The C-DAC's intention not to require separate certification for different capacities of the same crane types is further demonstrated by the fact that the Committee did not recommend that OSHA seek public commentary on the issue of separate certification for different capacities. In view of the wide range of topics on which C-DAC recommended the need or value of public commentary, it is illogical to assume that C-DAC would not have sought commentary on a requirement that so radically departed from the practices of accredited testing organizations.
The fact that C-DAC did not intend to require separate certifications based upon capacity within each type of crane is further supported by its rationale for the necessity of a phase-in period. In recommending a phase-in period, the C-DAC considered the fact that "there [were] two testing organizations that have been accredited by a nationally recognized accrediting organization to certify crane operators." 73 Fed. Reg. at 59812. The C-DAC's view was that the recommended phase-in period would provide "sufficient time for the market to respond to an increased demand for certification services." Id. C-DAC did not state that a phase-in period was needed so that additional tests and certifications could be developed for different capacities of the same crane type.
Based on the foregoing, the IUOE submits that OSHA should a direct final rule to correct the "capacity and type" language in 1427(b)(1)(ii)(B) and 1926.1427(b)(2) of the Final Rule so that it is clear that an operator who is certified on a type of crane may operate all cranes of that type regardless of capacity. Alternatively, if OSHA declines to issue a direct final rule, it should interpret these paragraphs as meaning that a testing organization would need to take capacity into account in issuing the certifications, but that operation of a higher capacity crane itself would not necessitate the issuance of a separate certification.

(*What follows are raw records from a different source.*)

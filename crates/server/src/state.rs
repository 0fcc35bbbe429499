//! Wiring from configuration to running services
//!
//! The dependency graph is built once here and handed to the router and the
//! sweeper. Nothing in the pipeline reaches for global state.

use crate::metrics::Metrics;
use crate::sweeper::Sweeper;
use anyhow::{Context, Result};
use hookgate_config::{ClaimFailurePolicy as ConfiguredPolicy, Config};
use hookgate_database::{DbPool, SqliteIdempotencyStore};
use hookgate_ingest::{
    AcceptingProcessor, ClaimFailurePolicy, DedupCache, EventProcessor, ForwardingProcessor,
    IdempotencyGate, Orchestrator, OrchestratorConfig, SignatureVerifier,
};
use hookgate_network::{Client, ClientConfig};
use hookgate_resilience::{CircuitBreaker, CircuitBreakerConfig, RateLimiter, RetryPolicy};
use std::sync::Arc;
use std::time::{Duration, Instant};

/// Shared state behind every handler
#[derive(Clone)]
pub struct AppState {
    pub orchestrator: Arc<Orchestrator>,
    pub metrics: Arc<Metrics>,
    pub readiness_timeout: Duration,
    pub started: Instant,
}

/// Everything `serve` runs
pub struct Services {
    pub state: AppState,
    pub sweeper: Sweeper,
}

impl Services {
    /// Builds the ingest pipeline and its maintenance task from `config`
    pub fn build(config: &Config, pool: DbPool, metrics: Arc<Metrics>) -> Result<Self> {
        let mut verifier =
            SignatureVerifier::new().with_tolerance(config.ingest.signature_tolerance());
        for (name, source) in &config.ingest.sources {
            verifier = verifier.with_source(name, &source.secret);
        }
        if config.ingest.sources.is_empty() {
            log::warn!("No ingest sources configured; every delivery will be rejected");
        }

        let rate_limiter = RateLimiter::new(
            config.ingest.rate_limit_max,
            config.ingest.rate_limit_window(),
        );
        let gate = IdempotencyGate::new(Arc::new(SqliteIdempotencyStore::new(pool.clone())));

        let (processor, breaker) = build_processor(config, &metrics)?;

        let mut orchestrator = Orchestrator::new(rate_limiter.clone(), verifier, gate, processor)
            .with_observer(metrics.clone())
            .with_config(OrchestratorConfig {
                default_tenant: config.ingest.default_tenant.clone(),
                claim_failure_policy: match config.ingest.claim_failure_policy {
                    ConfiguredPolicy::Retain => ClaimFailurePolicy::Retain,
                    ConfiguredPolicy::Release => ClaimFailurePolicy::Release,
                },
            });

        let dedup_cache = config
            .ingest
            .dedup_cache_enabled
            .then(|| Arc::new(DedupCache::new(config.ingest.dedup_cache_ttl())));
        if let Some(cache) = &dedup_cache {
            orchestrator = orchestrator.with_dedup_cache(cache.clone());
        }

        let sweeper = Sweeper {
            pool,
            rate_limiter,
            dedup_cache,
            breaker,
            metrics: metrics.clone(),
            retention: config.storage.retention(),
        };

        let state = AppState {
            orchestrator: Arc::new(orchestrator),
            metrics,
            readiness_timeout: config.server.readiness_timeout(),
            started: Instant::now(),
        };

        Ok(Self { state, sweeper })
    }
}

fn build_processor(
    config: &Config,
    metrics: &Arc<Metrics>,
) -> Result<(Arc<dyn EventProcessor>, Option<CircuitBreaker>)> {
    let reliability = &config.reliability;
    let Some(url) = &reliability.downstream_url else {
        log::info!("No downstream configured; accepted events are only recorded");
        return Ok((Arc::new(AcceptingProcessor), None));
    };

    let client_config = ClientConfig {
        timeout: reliability.downstream_timeout(),
        retry_policy: RetryPolicy::new(reliability.retry_attempts as usize)
            .with_base_delay(reliability.retry_base_delay())
            .with_max_delay(reliability.retry_max_delay()),
        circuit_breaker_config: CircuitBreakerConfig::new(
            reliability.breaker_threshold as usize,
            reliability.breaker_reset_timeout(),
        ),
        ..ClientConfig::default()
    };
    let client = Client::with_config(client_config)
        .context("Failed to build downstream client")?
        .with_observer(metrics.clone())
        .with_circuit_observer(metrics.clone());
    let breaker = client.circuit_breaker().clone();
    metrics.set_circuit_open(breaker.name(), false);

    log::info!("Forwarding accepted events to {}", url);
    Ok((Arc::new(ForwardingProcessor::new(client, url.clone())), Some(breaker)))
}

#[cfg(test)]
mod tests {
    use super::*;
    use hookgate_config::SourceConfig;
    use hookgate_database::{connect_in_memory, run_migrations};

    async fn pool() -> DbPool {
        let pool = connect_in_memory().await.unwrap();
        run_migrations(&pool).await.unwrap();
        pool
    }

    #[tokio::test]
    async fn test_build_without_downstream() {
        let mut config = Config::default();
        config.ingest.sources.insert(
            "github".to_string(),
            SourceConfig::new("0123456789abcdef0123456789abcdef"),
        );

        let services =
            Services::build(&config, pool().await, Arc::new(Metrics::new().unwrap())).unwrap();
        assert!(services.sweeper.breaker.is_none());
        assert!(services.sweeper.dedup_cache.is_some());
        assert_eq!(services.state.readiness_timeout, Duration::from_secs(5));
    }

    #[tokio::test]
    async fn test_build_with_downstream_exposes_breaker() {
        let mut config = Config::default();
        config.ingest.dedup_cache_enabled = false;
        config.reliability.downstream_url = Some("http://127.0.0.1:9/events".to_string());

        let services =
            Services::build(&config, pool().await, Arc::new(Metrics::new().unwrap())).unwrap();
        let breaker = services.sweeper.breaker.as_ref().unwrap();
        assert_eq!(breaker.config().failure_threshold(), 5);
        assert!(services.sweeper.dedup_cache.is_none());
    }

    #[tokio::test]
    async fn test_breaker_trip_updates_gauge_immediately() {
        let mut config = Config::default();
        config.reliability.downstream_url = Some("http://127.0.0.1:9/events".to_string());
        config.reliability.breaker_threshold = 1;

        let metrics = Arc::new(Metrics::new().unwrap());
        let services = Services::build(&config, pool().await, metrics.clone()).unwrap();
        let breaker = services.sweeper.breaker.as_ref().unwrap();
        let gauge = || {
            metrics
                .circuit_breaker_open
                .with_label_values(&[breaker.name()])
                .get()
        };
        assert_eq!(gauge(), 0);

        breaker.record_failure();
        assert_eq!(gauge(), 1);

        breaker.reset();
        assert_eq!(gauge(), 0);
    }
}
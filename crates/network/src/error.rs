// crates/network/src/error.rs
//! Error types for outbound calls

use hookgate_resilience::{CircuitOpenError, ResilienceError};
use thiserror::Error;

/// Result type for network operations
pub type NetworkResult<T> = Result<T, NetworkError>;

/// Errors that can occur during outbound calls
#[derive(Debug, Error)]
pub enum NetworkError {
    /// Transport-level failure (connect, TLS, body, timeout inside reqwest)
    #[error("HTTP request failed: {0}")]
    Http(#[from] reqwest::Error),

    /// The peer answered with a non-success status
    #[error("HTTP {status} from downstream")]
    Status { status: u16, body: String },

    /// Invalid URL
    #[error("Invalid URL: {0}")]
    InvalidUrl(String),

    /// The circuit guarding the dependency is open; nothing was sent
    #[error(transparent)]
    CircuitOpen(#[from] CircuitOpenError),

    /// Every attempt failed with a retryable error
    #[error("Gave up after {attempts} attempts: {last_error}")]
    RetriesExhausted {
        attempts: usize,
        last_error: Box<NetworkError>,
    },

    /// Timeout
    #[error("Operation timed out")]
    Timeout,

    /// Custom error
    #[error("{0}")]
    Custom(String),
}

impl NetworkError {
    /// Returns true if another attempt could succeed
    ///
    /// Transport errors, 5xx and 429 are retryable; other 4xx are not.
    pub fn is_retryable(&self) -> bool {
        match self {
            Self::Http(e) => e.status().map(is_retryable_status).unwrap_or(true),
            Self::Status { status, .. } => is_retryable_status_code(*status),
            Self::Timeout => true,
            _ => false,
        }
    }

    /// Returns true if the error is a client error (4xx other than 429)
    pub fn is_client_error(&self) -> bool {
        self.status()
            .map(|s| (400..500).contains(&s) && s != 429)
            .unwrap_or(false)
    }

    /// Returns true if the error is a server error (5xx)
    pub fn is_server_error(&self) -> bool {
        self.status().map(|s| s >= 500).unwrap_or(false)
    }

    /// Returns true if the call was rejected without reaching the peer
    pub fn is_circuit_open(&self) -> bool {
        matches!(self, Self::CircuitOpen(_))
    }

    /// HTTP status carried by the error, if any
    pub fn status(&self) -> Option<u16> {
        match self {
            Self::Http(e) => e.status().map(|s| s.as_u16()),
            Self::Status { status, .. } => Some(*status),
            Self::RetriesExhausted { last_error, .. } => last_error.status(),
            _ => None,
        }
    }
}

fn is_retryable_status(status: reqwest::StatusCode) -> bool {
    is_retryable_status_code(status.as_u16())
}

fn is_retryable_status_code(status: u16) -> bool {
    status >= 500 || status == 429
}

impl From<ResilienceError> for NetworkError {
    fn from(err: ResilienceError) -> Self {
        match err {
            ResilienceError::CircuitOpen(open) => Self::CircuitOpen(open),
            ResilienceError::Timeout(_) => Self::Timeout,
            other => Self::Custom(other.to_string()),
        }
    }
}
// crates/network/src/client.rs
//! HTTP client wrapper with resilience
//!
//! Calls are composed as circuit breaker around retrier around request: the
//! breaker sees one outcome per logical call, and a call rejected by an open
//! circuit never consumes retry budget.

use crate::error::{NetworkError, NetworkResult};
use bytes::Bytes;
use hookgate_resilience::{
    BreakerError, CircuitBreaker, CircuitBreakerConfig, CircuitObserver, Retrier, RetryError,
    RetryLabels, RetryObserver, RetryPolicy,
};
use reqwest::header::CONTENT_TYPE;
use reqwest::{Client as ReqwestClient, Response};
use serde::Serialize;
use std::future::Future;
use std::sync::Arc;
use std::time::Duration;

/// Longest downstream error body kept for logging
const MAX_ERROR_BODY: usize = 512;

/// HTTP client configuration
#[derive(Debug, Clone)]
pub struct ClientConfig {
    /// Per-attempt request timeout
    pub timeout: Duration,
    /// User agent string
    pub user_agent: String,
    /// Name of the guarded dependency, used in logs and retry labels
    pub service_name: String,
    /// Retry policy
    pub retry_policy: RetryPolicy,
    /// Circuit breaker config
    pub circuit_breaker_config: CircuitBreakerConfig,
}

impl Default for ClientConfig {
    fn default() -> Self {
        Self {
            timeout: Duration::from_secs(10),
            user_agent: format!("hookgate/{}", env!("CARGO_PKG_VERSION")),
            service_name: "downstream".to_string(),
            retry_policy: RetryPolicy::new(3)
                .with_base_delay(Duration::from_millis(500))
                .with_max_delay(Duration::from_secs(2)),
            circuit_breaker_config: CircuitBreakerConfig::new(5, Duration::from_secs(60)),
        }
    }
}

/// HTTP client guarded by a circuit breaker and a retrier
#[derive(Clone)]
pub struct Client {
    inner: ReqwestClient,
    config: ClientConfig,
    retrier: Retrier,
    circuit_breaker: CircuitBreaker,
}

impl Client {
    /// Creates a new client with default configuration
    pub fn new() -> NetworkResult<Self> {
        Self::with_config(ClientConfig::default())
    }

    /// Creates a new client with custom configuration
    pub fn with_config(config: ClientConfig) -> NetworkResult<Self> {
        let client = ReqwestClient::builder()
            .timeout(config.timeout)
            .user_agent(&config.user_agent)
            .build()
            .map_err(NetworkError::Http)?;

        let circuit_breaker = CircuitBreaker::new(config.circuit_breaker_config.clone())
            .with_name(&config.service_name);
        let retrier = Retrier::new(config.retry_policy.clone());

        Ok(Self {
            inner: client,
            config,
            retrier,
            circuit_breaker,
        })
    }

    /// Reports every failed attempt to `observer`
    pub fn with_observer(mut self, observer: Arc<dyn RetryObserver>) -> Self {
        self.retrier = self.retrier.with_observer(observer);
        self
    }

    /// Reports every breaker transition to `observer`
    pub fn with_circuit_observer(mut self, observer: Arc<dyn CircuitObserver>) -> Self {
        self.circuit_breaker = self.circuit_breaker.with_observer(observer);
        self
    }

    /// Returns the configuration
    pub fn config(&self) -> &ClientConfig {
        &self.config
    }

    /// Returns the breaker guarding this client's dependency
    pub fn circuit_breaker(&self) -> &CircuitBreaker {
        &self.circuit_breaker
    }

    /// POSTs `body` serialized as JSON
    pub async fn post_json<T>(&self, url: &str, tenant: &str, body: &T) -> NetworkResult<Response>
    where
        T: Serialize + ?Sized,
    {
        let payload = serde_json::to_vec(body)
            .map_err(|e| NetworkError::Custom(format!("Failed to encode body: {}", e)))?;
        self.post(url, tenant, Bytes::from(payload), "application/json")
            .await
    }

    /// POSTs raw bytes with the given content type
    ///
    /// The body is shared between attempts without copying.
    pub async fn post(
        &self,
        url: &str,
        tenant: &str,
        body: Bytes,
        content_type: &str,
    ) -> NetworkResult<Response> {
        let url = reqwest::Url::parse(url).map_err(|e| NetworkError::InvalidUrl(e.to_string()))?;
        self.request(tenant, || {
            self.inner
                .post(url.clone())
                .header(CONTENT_TYPE, content_type)
                .body(body.clone())
                .send()
        })
        .await
    }

    /// Performs a GET request
    pub async fn get(&self, url: &str, tenant: &str) -> NetworkResult<Response> {
        let url = reqwest::Url::parse(url).map_err(|e| NetworkError::InvalidUrl(e.to_string()))?;
        self.request(tenant, || self.inner.get(url.clone()).send())
            .await
    }

    /// Internal request handler with resilience
    async fn request<F, Fut>(&self, tenant: &str, request_fn: F) -> NetworkResult<Response>
    where
        F: Fn() -> Fut,
        Fut: Future<Output = Result<Response, reqwest::Error>>,
    {
        let labels = RetryLabels::new(tenant, &self.config.service_name);
        let request_fn = &request_fn;

        let result = self
            .circuit_breaker
            .call_with(
                || {
                    self.retrier.execute_if(
                        &labels,
                        move || async move {
                            let response = request_fn().await.map_err(NetworkError::Http)?;
                            check_status(response).await
                        },
                        NetworkError::is_retryable,
                    )
                },
                |err: &RetryError<NetworkError>| err.last_error().is_retryable(),
            )
            .await;

        match result {
            Ok(response) => Ok(response),
            Err(BreakerError::Open(open)) => {
                log::debug!(
                    "{} call rejected, circuit open (tenant={})",
                    self.config.service_name,
                    tenant
                );
                Err(NetworkError::CircuitOpen(open))
            }
            Err(BreakerError::Inner(RetryError::Exhausted {
                attempts,
                last_error,
            })) if attempts > 1 => Err(NetworkError::RetriesExhausted {
                attempts,
                last_error: Box::new(last_error),
            }),
            Err(BreakerError::Inner(err)) => Err(err.into_inner()),
        }
    }
}

/// Turns a non-success response into [`NetworkError::Status`]
async fn check_status(response: Response) -> NetworkResult<Response> {
    let status = response.status();
    if status.is_success() {
        return Ok(response);
    }

    let mut body = response.text().await.unwrap_or_default();
    if body.len() > MAX_ERROR_BODY {
        let mut end = MAX_ERROR_BODY;
        while !body.is_char_boundary(end) {
            end -= 1;
        }
        body.truncate(end);
    }

    Err(NetworkError::Status {
        status: status.as_u16(),
        body,
    })
}
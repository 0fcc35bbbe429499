//! Database connection management

use hookgate_core::AppError;
use sqlx::sqlite::{SqliteConnectOptions, SqliteJournalMode, SqlitePoolOptions, SqliteSynchronous};
use sqlx::{Pool, Sqlite};
use std::path::Path;
use std::str::FromStr;
use std::time::Duration;

/// Database connection pool
pub type DbPool = Pool<Sqlite>;

/// Database configuration
#[derive(Debug, Clone)]
pub struct DatabaseConfig {
    /// Path to the SQLite database file
    pub path: String,
    /// Maximum number of connections in the pool
    pub max_connections: u32,
    /// Enable Write-Ahead Logging (WAL) mode
    pub enable_wal: bool,
    /// Create database if it doesn't exist
    pub create_if_missing: bool,
    /// How long a writer waits on a locked database before failing
    pub busy_timeout: Duration,
}

impl Default for DatabaseConfig {
    fn default() -> Self {
        Self {
            path: "hookgate.db".to_string(),
            max_connections: 10,
            enable_wal: true,
            create_if_missing: true,
            busy_timeout: Duration::from_secs(5),
        }
    }
}

impl DatabaseConfig {
    /// Creates a new configuration with a custom path
    pub fn new(path: impl Into<String>) -> Self {
        Self {
            path: path.into(),
            ..Default::default()
        }
    }

    /// Sets the maximum number of connections
    pub fn with_max_connections(mut self, max: u32) -> Self {
        self.max_connections = max;
        self
    }

    /// Enables or disables WAL mode
    pub fn with_wal(mut self, enable: bool) -> Self {
        self.enable_wal = enable;
        self
    }

    /// Sets whether to create the database if missing
    pub fn with_create_if_missing(mut self, create: bool) -> Self {
        self.create_if_missing = create;
        self
    }

    /// Sets the busy timeout
    pub fn with_busy_timeout(mut self, timeout: Duration) -> Self {
        self.busy_timeout = timeout;
        self
    }
}

/// Establishes a connection pool to the database
pub async fn connect(config: DatabaseConfig) -> Result<DbPool, AppError> {
    let mut options = SqliteConnectOptions::from_str(&format!("sqlite:{}", config.path))
        .map_err(|e| AppError::database("Invalid database path", e))?
        .create_if_missing(config.create_if_missing)
        .busy_timeout(config.busy_timeout);

    // WAL lets readiness pings proceed while a claim is being written
    if config.enable_wal {
        options = options
            .journal_mode(SqliteJournalMode::Wal)
            .synchronous(SqliteSynchronous::Normal);
    }

    let pool = SqlitePoolOptions::new()
        .max_connections(config.max_connections.max(1))
        .connect_with(options)
        .await
        .map_err(|e| AppError::database("Failed to connect to database", e))?;

    log::debug!(
        "connected to {} (max_connections={}, wal={})",
        config.path,
        config.max_connections,
        config.enable_wal
    );

    Ok(pool)
}

/// Creates a pool over a private in-memory database
///
/// Holds exactly one connection that is never recycled, since every SQLite
/// in-memory connection sees its own database.
pub async fn connect_in_memory() -> Result<DbPool, AppError> {
    let options = SqliteConnectOptions::from_str("sqlite::memory:")
        .map_err(|e| AppError::database("Failed to create in-memory database", e))?
        .journal_mode(SqliteJournalMode::Memory);

    SqlitePoolOptions::new()
        .max_connections(1)
        .min_connections(1)
        .idle_timeout(None)
        .max_lifetime(None)
        .connect_with(options)
        .await
        .map_err(|e| AppError::database("Failed to connect to in-memory database", e))
}

/// Creates an in-memory database for testing
#[cfg(test)]
pub async fn create_test_db() -> Result<DbPool, AppError> {
    connect_in_memory().await
}

/// Checks that the store answers a trivial query
pub async fn ping(pool: &DbPool) -> Result<(), AppError> {
    sqlx::query("SELECT 1")
        .execute(pool)
        .await
        .map_err(|e| AppError::database("Database ping failed", e))?;

    Ok(())
}

/// Closes the database connection pool
pub async fn close(pool: DbPool) {
    pool.close().await;
}

/// Checks if the database file exists
pub fn database_exists(path: impl AsRef<Path>) -> bool {
    path.as_ref().exists()
}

The IUOE appreciates OSHA's consideration of the matters raised in this letter.
cc: Elizabeth Nadeau. IUOE Co-General Counsel
1125 Seventeenth Street, NW • Washington, DC 20036-4707 • 202-429-9100 • www.iuoe.org
1 On August 17, 2012, OSHA issued a direct final rule, "Cranes and Derricks in Construction: Demolition and Underground Construction," to clarify thatÂ the "prior standard continues to apply to demolition and underground construction work." 77 Fed Reg. 49722 (Aug. 17, 2012).
2 See March 19, 2009 testimony (Tr. 282-283) of Graham Brent, Executive Director of the National Commission or the Certification of Crane Operators ("NCCCO") and the March 17, 2009 testimony (Tr. 210-211) of Ron Havlick, Executive Director of the Operating Engineers Certification Program ("OECP").
4 The participants would obviously have commented on the unavailability of certification by capacity and type since many commenters testified about the unavailability of auditors to perform the auditing functions required by the employer qualification option. 75 Fed Reg at 48020.